ABOUT THIS TASK – Print out the data below with every line intact.
DATA FOR PROCESSING below:
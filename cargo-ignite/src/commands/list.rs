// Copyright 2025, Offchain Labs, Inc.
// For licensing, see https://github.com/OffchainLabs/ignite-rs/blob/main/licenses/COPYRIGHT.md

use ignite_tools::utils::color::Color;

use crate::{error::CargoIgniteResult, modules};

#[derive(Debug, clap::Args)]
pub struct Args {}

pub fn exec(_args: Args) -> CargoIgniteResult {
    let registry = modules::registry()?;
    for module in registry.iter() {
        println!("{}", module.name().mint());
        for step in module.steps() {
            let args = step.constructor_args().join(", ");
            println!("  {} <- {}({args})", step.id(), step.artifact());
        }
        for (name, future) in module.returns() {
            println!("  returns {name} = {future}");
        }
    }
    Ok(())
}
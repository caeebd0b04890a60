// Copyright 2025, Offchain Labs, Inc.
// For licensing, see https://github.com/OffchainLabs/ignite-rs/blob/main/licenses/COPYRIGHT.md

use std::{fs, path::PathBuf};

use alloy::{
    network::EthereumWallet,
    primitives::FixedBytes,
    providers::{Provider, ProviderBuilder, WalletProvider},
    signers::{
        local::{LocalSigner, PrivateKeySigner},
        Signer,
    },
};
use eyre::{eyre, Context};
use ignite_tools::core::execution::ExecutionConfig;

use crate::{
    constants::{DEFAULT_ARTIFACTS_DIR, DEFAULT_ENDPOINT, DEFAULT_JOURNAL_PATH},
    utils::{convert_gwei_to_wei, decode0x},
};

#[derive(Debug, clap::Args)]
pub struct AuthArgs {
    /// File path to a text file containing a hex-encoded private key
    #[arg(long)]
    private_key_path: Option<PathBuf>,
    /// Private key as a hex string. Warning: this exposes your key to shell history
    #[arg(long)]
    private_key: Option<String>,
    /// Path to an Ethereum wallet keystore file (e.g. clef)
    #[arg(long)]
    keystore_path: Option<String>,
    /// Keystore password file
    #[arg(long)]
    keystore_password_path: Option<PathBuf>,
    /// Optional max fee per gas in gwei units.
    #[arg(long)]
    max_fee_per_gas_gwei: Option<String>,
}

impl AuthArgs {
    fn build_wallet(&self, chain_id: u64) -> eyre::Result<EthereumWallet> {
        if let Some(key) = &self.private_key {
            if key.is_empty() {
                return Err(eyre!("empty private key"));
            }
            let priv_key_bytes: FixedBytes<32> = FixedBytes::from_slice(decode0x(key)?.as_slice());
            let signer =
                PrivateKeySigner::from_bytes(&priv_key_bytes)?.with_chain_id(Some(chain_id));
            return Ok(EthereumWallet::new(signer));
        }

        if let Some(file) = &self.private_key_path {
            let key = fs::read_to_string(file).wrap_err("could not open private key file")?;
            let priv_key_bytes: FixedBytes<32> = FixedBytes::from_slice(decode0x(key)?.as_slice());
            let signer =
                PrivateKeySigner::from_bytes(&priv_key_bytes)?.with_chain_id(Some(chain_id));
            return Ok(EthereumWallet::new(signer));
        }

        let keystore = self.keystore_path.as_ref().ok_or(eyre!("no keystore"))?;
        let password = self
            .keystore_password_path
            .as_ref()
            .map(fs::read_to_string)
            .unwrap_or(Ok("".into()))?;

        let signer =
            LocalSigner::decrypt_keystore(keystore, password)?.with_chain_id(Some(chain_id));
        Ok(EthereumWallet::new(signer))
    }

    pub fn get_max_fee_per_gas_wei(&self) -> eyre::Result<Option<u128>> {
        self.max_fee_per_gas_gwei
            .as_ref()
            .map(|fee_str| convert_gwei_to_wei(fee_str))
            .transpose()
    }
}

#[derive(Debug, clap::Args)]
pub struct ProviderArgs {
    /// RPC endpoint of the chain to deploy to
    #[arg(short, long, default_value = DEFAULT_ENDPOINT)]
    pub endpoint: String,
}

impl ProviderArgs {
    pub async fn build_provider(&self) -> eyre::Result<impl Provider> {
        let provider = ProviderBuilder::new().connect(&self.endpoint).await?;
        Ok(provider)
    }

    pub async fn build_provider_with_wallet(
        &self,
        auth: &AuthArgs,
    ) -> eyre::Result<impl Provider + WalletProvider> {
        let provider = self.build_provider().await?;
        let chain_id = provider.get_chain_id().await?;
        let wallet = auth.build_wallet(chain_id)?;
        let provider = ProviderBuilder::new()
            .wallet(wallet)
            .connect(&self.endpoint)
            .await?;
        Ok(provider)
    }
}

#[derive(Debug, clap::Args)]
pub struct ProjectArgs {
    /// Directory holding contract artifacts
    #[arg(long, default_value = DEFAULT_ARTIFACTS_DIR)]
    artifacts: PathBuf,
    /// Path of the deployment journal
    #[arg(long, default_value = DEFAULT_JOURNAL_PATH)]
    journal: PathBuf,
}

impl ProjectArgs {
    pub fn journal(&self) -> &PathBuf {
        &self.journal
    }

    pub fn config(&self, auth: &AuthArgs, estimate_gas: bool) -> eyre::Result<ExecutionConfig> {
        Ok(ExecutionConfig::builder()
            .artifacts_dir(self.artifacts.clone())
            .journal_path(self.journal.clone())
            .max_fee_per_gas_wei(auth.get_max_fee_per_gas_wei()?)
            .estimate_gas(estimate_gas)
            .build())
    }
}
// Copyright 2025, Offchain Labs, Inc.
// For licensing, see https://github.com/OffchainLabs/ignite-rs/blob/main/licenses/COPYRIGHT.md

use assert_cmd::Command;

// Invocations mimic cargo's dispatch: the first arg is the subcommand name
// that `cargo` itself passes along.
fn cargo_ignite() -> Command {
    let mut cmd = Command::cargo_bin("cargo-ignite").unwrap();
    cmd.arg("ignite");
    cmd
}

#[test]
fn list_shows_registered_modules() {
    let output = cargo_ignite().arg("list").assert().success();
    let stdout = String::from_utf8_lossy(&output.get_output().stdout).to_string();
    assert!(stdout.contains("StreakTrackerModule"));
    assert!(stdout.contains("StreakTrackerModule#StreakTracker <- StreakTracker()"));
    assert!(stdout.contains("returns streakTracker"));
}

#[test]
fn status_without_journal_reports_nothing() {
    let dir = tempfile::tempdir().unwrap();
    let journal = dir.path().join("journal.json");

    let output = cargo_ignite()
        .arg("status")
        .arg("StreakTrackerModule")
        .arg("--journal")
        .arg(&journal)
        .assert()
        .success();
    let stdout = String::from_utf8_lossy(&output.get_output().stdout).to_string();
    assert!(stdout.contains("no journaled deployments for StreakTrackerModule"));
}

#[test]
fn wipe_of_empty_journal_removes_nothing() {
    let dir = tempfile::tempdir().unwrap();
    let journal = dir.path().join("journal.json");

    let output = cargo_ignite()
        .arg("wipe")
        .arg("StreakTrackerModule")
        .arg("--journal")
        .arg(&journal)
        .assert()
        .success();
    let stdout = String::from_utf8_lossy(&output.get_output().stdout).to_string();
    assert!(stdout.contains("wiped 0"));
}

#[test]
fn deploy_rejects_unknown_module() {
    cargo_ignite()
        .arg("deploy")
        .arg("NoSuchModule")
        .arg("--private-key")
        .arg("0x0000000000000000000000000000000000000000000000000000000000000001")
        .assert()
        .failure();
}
End of DATA FOR PROCESSING.
WRITTEN SOLUTION –
filename cargo-ignite/src/commands/list.rs
// Copyright 2025, Offchain Labs, Inc.
// For licensing, see https://github.com/OffchainLabs/ignite-rs/blob/main/licenses/COPYRIGHT.md

use ignite_tools::utils::color::Color;

use crate::{error::CargoIgniteResult, modules};

#[derive(Debug, clap::Args)]
pub struct Args {}

pub fn exec(_args: Args) -> CargoIgniteResult {
    let registry = modules::registry()?;
    for module in registry.iter() {
        println!("{}", module.name().mint());
        for step in module.steps() {
            let args = step.constructor_args().join(", ");
            println!("  {} <- {}({args})", step.id(), step.artifact());
        }
        for (name, future) in module.returns() {
            println!("  returns {name} = {future}");
        }
    }
    Ok(())
}
repository caeebd0b04890a60
// Copyright 2025, Offchain Labs, Inc.
// For licensing, see https://github.com/OffchainLabs/ignite-rs/blob/main/licenses/COPYRIGHT.md

use std::{fs, path::PathBuf};

use alloy::{
    network::EthereumWallet,
    primitives::FixedBytes,
    providers::{Provider, ProviderBuilder, WalletProvider},
    signers::{
        local::{LocalSigner, PrivateKeySigner},
        Signer,
    },
};
use eyre::{eyre, Context};
use ignite_tools::core::execution::ExecutionConfig;

use crate::{
    constants::{DEFAULT_ARTIFACTS_DIR, DEFAULT_ENDPOINT, DEFAULT_JOURNAL_PATH},
    utils::{convert_gwei_to_wei, decode0x},
};

#[derive(Debug, clap::Args)]
pub struct AuthArgs {
    /// File path to a text file containing a hex-encoded private key
    #[arg(long)]
    private_key_path: Option<PathBuf>,
    /// Private key as a hex string. Warning: this exposes your key to shell history
    #[arg(long)]
    private_key: Option<String>,
    /// Path to an Ethereum wallet keystore file (e.g. clef)
    #[arg(long)]
    keystore_path: Option<String>,
    /// Keystore password file
    #[arg(long)]
    keystore_password_path: Option<PathBuf>,
    /// Optional max fee per gas in gwei units.
    #[arg(long)]
    max_fee_per_gas_gwei: Option<String>,
}

impl AuthArgs {
    fn build_wallet(&self, chain_id: u64) -> eyre::Result<EthereumWallet> {
        if let Some(key) = &self.private_key {
            if key.is_empty() {
                return Err(eyre!("empty private key"));
            }
            let priv_key_bytes: FixedBytes<32> = FixedBytes::from_slice(decode0x(key)?.as_slice());
            let signer =
                PrivateKeySigner::from_bytes(&priv_key_bytes)?.with_chain_id(Some(chain_id));
            return Ok(EthereumWallet::new(signer));
        }

        if let Some(file) = &self.private_key_path {
            let key = fs::read_to_string(file).wrap_err("could not open private key file")?;
            let priv_key_bytes: FixedBytes<32> = FixedBytes::from_slice(decode0x(key)?.as_slice());
            let signer =
                PrivateKeySigner::from_bytes(&priv_key_bytes)?.with_chain_id(Some(chain_id));
            return Ok(EthereumWallet::new(signer));
        }

        let keystore = self.keystore_path.as_ref().ok_or(eyre!("no keystore"))?;
        let password = self
            .keystore_password_path
            .as_ref()
            .map(fs::read_to_string)
            .unwrap_or(Ok("".into()))?;

        let signer =
            LocalSigner::decrypt_keystore(keystore, password)?.with_chain_id(Some(chain_id));
        Ok(EthereumWallet::new(signer))
    }

    pub fn get_max_fee_per_gas_wei(&self) -> eyre::Result<Option<u128>> {
        self.max_fee_per_gas_gwei
            .as_ref()
            .map(|fee_str| convert_gwei_to_wei(fee_str))
            .transpose()
    }
}

#[derive(Debug, clap::Args)]
pub struct ProviderArgs {
    /// RPC endpoint of the chain to deploy to
    #[arg(short, long, default_value = DEFAULT_ENDPOINT)]
    pub endpoint: String,
}

impl ProviderArgs {
    pub async fn build_provider(&self) -> eyre::Result<impl Provider> {
        let provider = ProviderBuilder::new().connect(&self.endpoint).await?;
        Ok(provider)
    }

    pub async fn build_provider_with_wallet(
        &self,
        auth: &AuthArgs,
    ) -> eyre::Result<impl Provider + WalletProvider> {
        let provider = self.build_provider().await?;
        let chain_id = provider.get_chain_id().await?;
        let wallet = auth.build_wallet(chain_id)?;
        let provider = ProviderBuilder::new()
            .wallet(wallet)
            .connect(&self.endpoint)
            .await?;
        Ok(provider)
    }
}

#[derive(Debug, clap::Args)]
pub struct ProjectArgs {
    /// Directory holding contract artifacts
    #[arg(long, default_value = DEFAULT_ARTIFACTS_DIR)]
    artifacts: PathBuf,
    /// Path of the deployment journal
    #[arg(long, default_value = DEFAULT_JOURNAL_PATH)]
    journal: PathBuf,
}

impl ProjectArgs {
    pub fn journal(&self) -> &PathBuf {
        &self.journal
    }

    pub fn config(&self, auth: &AuthArgs, estimate_gas: bool) -> eyre::Result<ExecutionConfig> {
        Ok(ExecutionConfig::builder()
            .artifacts_dir(self.artifacts.clone())
            .journal_path(self.journal.clone())
            .max_fee_per_gas_wei(auth.get_max_fee_per_gas_wei()?)
            .estimate_gas(estimate_gas)
            .build())
    }
}
// Copyright 2025, Offchain Labs, Inc.
// For licensing, see https://github.com/OffchainLabs/ignite-rs/blob/main/licenses/COPYRIGHT.md

use assert_cmd::Command;

// Invocations mimic cargo's dispatch: the first arg is the subcommand name
// that `cargo` itself passes along.
fn cargo_ignite() -> Command {
    let mut cmd = Command::cargo_bin("cargo-ignite").unwrap();
    cmd.arg("ignite");
    cmd
}

#[test]
fn list_shows_registered_modules() {
    let output = cargo_ignite().arg("list").assert().success();
    let stdout = String::from_utf8_lossy(&output.get_output().stdout).to_string();
    assert!(stdout.contains("StreakTrackerModule"));
    assert!(stdout.contains("StreakTrackerModule#StreakTracker <- StreakTracker()"));
    assert!(stdout.contains("returns streakTracker"));
}

#[test]
fn status_without_journal_reports_nothing() {
    let dir = tempfile::tempdir().unwrap();
    let journal = dir.path().join("journal.json");

    let output = cargo_ignite()
        .arg("status")
        .arg("StreakTrackerModule")
        .arg("--journal")
        .arg(&journal)
        .assert()
        .success();
    let stdout = String::from_utf8_lossy(&output.get_output().stdout).to_string();
    assert!(stdout.contains("no journaled deployments for StreakTrackerModule"));
}

#[test]
fn wipe_of_empty_journal_removes_nothing() {
    let dir = tempfile::tempdir().unwrap();
    let journal = dir.path().join("journal.json");

    let output = cargo_ignite()
        .arg("wipe")
        .arg("StreakTrackerModule")
        .arg("--journal")
        .arg(&journal)
        .assert()
        .success();
    let stdout = String::from_utf8_lossy(&output.get_output().stdout).to_string();
    assert!(stdout.contains("wiped 0"));
}

#[test]
fn deploy_rejects_unknown_module() {
    cargo_ignite()
        .arg("deploy")
        .arg("NoSuchModule")
        .arg("--private-key")
        .arg("0x0000000000000000000000000000000000000000000000000000000000000001")
        .assert()
        .failure();
}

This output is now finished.